Directions
From the first line to the last, reproduce the data exactly.

Listed records
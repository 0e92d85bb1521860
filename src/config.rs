use std::fmt;
use std::time::Duration;

use anyhow::Context;
use serde::{Deserialize, de::DeserializeOwned};

use crate::trajectory_client::{ClientOptions, Credentials, DEFAULT_BASE_URL};

const DEFAULT_POLL_INTERVAL_SECS: u64 = 300;

/// The env vars needed to poll an account.
#[derive(Deserialize)]
pub struct AccountEnv {
    verkeerscentrum_email: String,
    verkeerscentrum_password: String,
    #[serde(default)]
    verkeerscentrum_trajectories: Vec<String>,
    verkeerscentrum_base_url: Option<String>,
    verkeerscentrum_poll_interval_secs: Option<u64>,
    #[serde(default)]
    verkeerscentrum_accept_invalid_certs: bool,
}

pub struct AccountConfig {
    pub credentials: Credentials,
    pub trajectory_ids: Vec<String>,
    pub client_options: ClientOptions,
    pub poll_interval: Duration,
}

impl fmt::Debug for AccountConfig {
    fn fmt(&self, f: &mut fmt::Formatter<'_>) -> fmt::Result {
        f.debug_struct("AccountConfig")
            .field("credentials", &self.credentials)
            .field("trajectory_ids", &self.trajectory_ids)
            .field("client_options", &self.client_options)
            .field("poll_interval", &self.poll_interval)
            .finish()
    }
}

impl AccountConfig {
    pub fn new() -> anyhow::Result<Self> {
        let account_env = AccountEnv::load_from_env()?;
        Self::from_env(account_env)
    }

    pub fn from_env(account_env: AccountEnv) -> anyhow::Result<Self> {
        if account_env.verkeerscentrum_email.trim().is_empty() {
            anyhow::bail!("VERKEERSCENTRUM_EMAIL is empty");
        }
        let poll_interval_secs = account_env
            .verkeerscentrum_poll_interval_secs
            .unwrap_or(DEFAULT_POLL_INTERVAL_SECS);
        if poll_interval_secs == 0 {
            anyhow::bail!("VERKEERSCENTRUM_POLL_INTERVAL_SECS must be at least 1");
        }

        Ok(Self {
            credentials: Credentials::new(
                account_env.verkeerscentrum_email.trim(),
                account_env.verkeerscentrum_password,
            ),
            trajectory_ids: account_env
                .verkeerscentrum_trajectories
                .into_iter()
                .map(|id| id.trim().to_string())
                .filter(|id| !id.is_empty())
                .collect(),
            client_options: ClientOptions {
                base_url: account_env
                    .verkeerscentrum_base_url
                    .unwrap_or_else(|| DEFAULT_BASE_URL.to_string()),
                accept_invalid_certs: account_env.verkeerscentrum_accept_invalid_certs,
            },
            poll_interval: Duration::from_secs(poll_interval_secs),
        })
    }
}

// Extension trait.
pub trait LoadFromEnv: DeserializeOwned {
    fn load_from_env() -> anyhow::Result<Self> {
        // Don't throw an error if .env file doesn't exist.
        let _ = dotenv::dotenv();
        let config =
            envy::from_env::<Self>().context("failed to load env variables into config struct")?;
        Ok(config)
    }
}

impl<T: DeserializeOwned> LoadFromEnv for T {}

#[cfg(test)]
mod tests {
    use super::*;

    fn env(pairs: &[(&str, &str)]) -> anyhow::Result<AccountEnv> {
        let vars = pairs
            .iter()
            .map(|(key, value)| (key.to_string(), value.to_string()));
        Ok(envy::from_iter::<_, AccountEnv>(vars)?)
    }

    #[test]
    fn test_defaults() {
        let config = AccountConfig::from_env(
            env(&[
                ("VERKEERSCENTRUM_EMAIL", " jan@example.be "),
                ("VERKEERSCENTRUM_PASSWORD", "secret"),
            ])
            .unwrap(),
        )
        .unwrap();

        assert_eq!(config.credentials, Credentials::new("jan@example.be", "secret"));
        assert!(config.trajectory_ids.is_empty());
        assert_eq!(config.client_options.base_url, DEFAULT_BASE_URL);
        assert!(!config.client_options.accept_invalid_certs);
        assert_eq!(config.poll_interval, Duration::from_secs(300));
        assert!(!format!("{config:?}").contains("secret"));
    }

    #[test]
    fn test_overrides() {
        let config = AccountConfig::from_env(
            env(&[
                ("VERKEERSCENTRUM_EMAIL", "jan@example.be"),
                ("VERKEERSCENTRUM_PASSWORD", "secret"),
                ("VERKEERSCENTRUM_TRAJECTORIES", "12, 34,,56"),
                ("VERKEERSCENTRUM_BASE_URL", "http://127.0.0.1:8080"),
                ("VERKEERSCENTRUM_POLL_INTERVAL_SECS", "60"),
                ("VERKEERSCENTRUM_ACCEPT_INVALID_CERTS", "true"),
            ])
            .unwrap(),
        )
        .unwrap();

        assert_eq!(config.trajectory_ids, vec!["12", "34", "56"]);
        assert_eq!(config.client_options.base_url, "http://127.0.0.1:8080");
        assert!(config.client_options.accept_invalid_certs);
        assert_eq!(config.poll_interval, Duration::from_secs(60));
    }

    #[test]
    fn test_missing_password_is_an_error() {
        assert!(env(&[("VERKEERSCENTRUM_EMAIL", "jan@example.be")]).is_err());
    }

    #[test]
    fn test_zero_interval_is_rejected() {
        let account_env = env(&[
            ("VERKEERSCENTRUM_EMAIL", "jan@example.be"),
            ("VERKEERSCENTRUM_PASSWORD", "secret"),
            ("VERKEERSCENTRUM_POLL_INTERVAL_SECS", "0"),
        ])
        .unwrap();
        assert!(AccountConfig::from_env(account_env).is_err());
    }
}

Reply
repository 0e92d85bb1521860
filename src/config.rs
use std::fmt;
use std::time::Duration;

use anyhow::Context;
use serde::{Deserialize, de::DeserializeOwned};

use crate::trajectory_client::{ClientOptions, Credentials, DEFAULT_BASE_URL};

const DEFAULT_POLL_INTERVAL_SECS: u64 = 300;

/// The env vars needed to poll an account.
#[derive(Deserialize)]
pub struct AccountEnv {
    verkeerscentrum_email: String,
    verkeerscentrum_password: String,
    #[serde(default)]
    verkeerscentrum_trajectories: Vec<String>,
    verkeerscentrum_base_url: Option<String>,
    verkeerscentrum_poll_interval_secs: Option<u64>,
    #[serde(default)]
    verkeerscentrum_accept_invalid_certs: bool,
}

pub struct AccountConfig {
    pub credentials: Credentials,
    pub trajectory_ids: Vec<String>,
    pub client_options: ClientOptions,
    pub poll_interval: Duration,
}

impl fmt::Debug for AccountConfig {
    fn fmt(&self, f: &mut fmt::Formatter<'_>) -> fmt::Result {
        f.debug_struct("AccountConfig")
            .field("credentials", &self.credentials)
            .field("trajectory_ids", &self.trajectory_ids)
            .field("client_options", &self.client_options)
            .field("poll_interval", &self.poll_interval)
            .finish()
    }
}

impl AccountConfig {
    pub fn new() -> anyhow::Result<Self> {
        let account_env = AccountEnv::load_from_env()?;
        Self::from_env(account_env)
    }

    pub fn from_env(account_env: AccountEnv) -> anyhow::Result<Self> {
        if account_env.verkeerscentrum_email.trim().is_empty() {
            anyhow::bail!("VERKEERSCENTRUM_EMAIL is empty");
        }
        let poll_interval_secs = account_env
            .verkeerscentrum_poll_interval_secs
            .unwrap_or(DEFAULT_POLL_INTERVAL_SECS);
        if poll_interval_secs == 0 {
            anyhow::bail!("VERKEERSCENTRUM_POLL_INTERVAL_SECS must be at least 1");
        }

        Ok(Self {
            credentials: Credentials::new(
                account_env.verkeerscentrum_email.trim(),
                account_env.verkeerscentrum_password,
            ),
            trajectory_ids: account_env
                .verkeerscentrum_trajectories
                .into_iter()
                .map(|id| id.trim().to_string())
                .filter(|id| !id.is_empty())
                .collect(),
            client_options: ClientOptions {
                base_url: account_env
                    .verkeerscentrum_base_url
                    .unwrap_or_else(|| DEFAULT_BASE_URL.to_string()),
                accept_invalid_certs: account_env.verkeerscentrum_accept_invalid_certs,
            },
            poll_interval: Duration::from_secs(poll_interval_secs),
        })
    }
}

// Extension trait.
pub trait LoadFromEnv: DeserializeOwned {
    fn load_from_env() -> anyhow::Result<Self> {
        // Don't throw an error if .env file doesn't exist.
        let _ = dotenv::dotenv();
        let config =
            envy::from_env::<Self>().context("failed to load env variables into config struct")?;
        Ok(config)
    }
}

impl<T: DeserializeOwned> LoadFromEnv for T {}

#[cfg(test)]
mod tests {
    use super::*;

    fn env(pairs: &[(&str, &str)]) -> anyhow::Result<AccountEnv> {
        let vars = pairs
            .iter()
            .map(|(key, value)| (key.to_string(), value.to_string()));
        Ok(envy::from_iter::<_, AccountEnv>(vars)?)
    }

    #[test]
    fn test_defaults() {
        let config = AccountConfig::from_env(
            env(&[
                ("VERKEERSCENTRUM_EMAIL", " jan@example.be "),
                ("VERKEERSCENTRUM_PASSWORD", "secret"),
            ])
            .unwrap(),
        )
        .unwrap();

        assert_eq!(config.credentials, Credentials::new("jan@example.be", "secret"));
        assert!(config.trajectory_ids.is_empty());
        assert_eq!(config.client_options.base_url, DEFAULT_BASE_URL);
        assert!(!config.client_options.accept_invalid_certs);
        assert_eq!(config.poll_interval, Duration::from_secs(300));
        assert!(!format!("{config:?}").contains("secret"));
    }

    #[test]
    fn test_overrides() {
        let config = AccountConfig::from_env(
            env(&[
                ("VERKEERSCENTRUM_EMAIL", "jan@example.be"),
                ("VERKEERSCENTRUM_PASSWORD", "secret"),
                ("VERKEERSCENTRUM_TRAJECTORIES", "12, 34,,56"),
                ("VERKEERSCENTRUM_BASE_URL", "http://127.0.0.1:8080"),
                ("VERKEERSCENTRUM_POLL_INTERVAL_SECS", "60"),
                ("VERKEERSCENTRUM_ACCEPT_INVALID_CERTS", "true"),
            ])
            .unwrap(),
        )
        .unwrap();

        assert_eq!(config.trajectory_ids, vec!["12", "34", "56"]);
        assert_eq!(config.client_options.base_url, "http://127.0.0.1:8080");
        assert!(config.client_options.accept_invalid_certs);
        assert_eq!(config.poll_interval, Duration::from_secs(60));
    }

    #[test]
    fn test_missing_password_is_an_error() {
        assert!(env(&[("VERKEERSCENTRUM_EMAIL", "jan@example.be")]).is_err());
    }

    #[test]
    fn test_zero_interval_is_rejected() {
        let account_env = env(&[
            ("VERKEERSCENTRUM_EMAIL", "jan@example.be"),
            ("VERKEERSCENTRUM_PASSWORD", "secret"),
            ("VERKEERSCENTRUM_POLL_INTERVAL_SECS", "0"),
        ])
        .unwrap();
        assert!(AccountConfig::from_env(account_env).is_err());
    }
}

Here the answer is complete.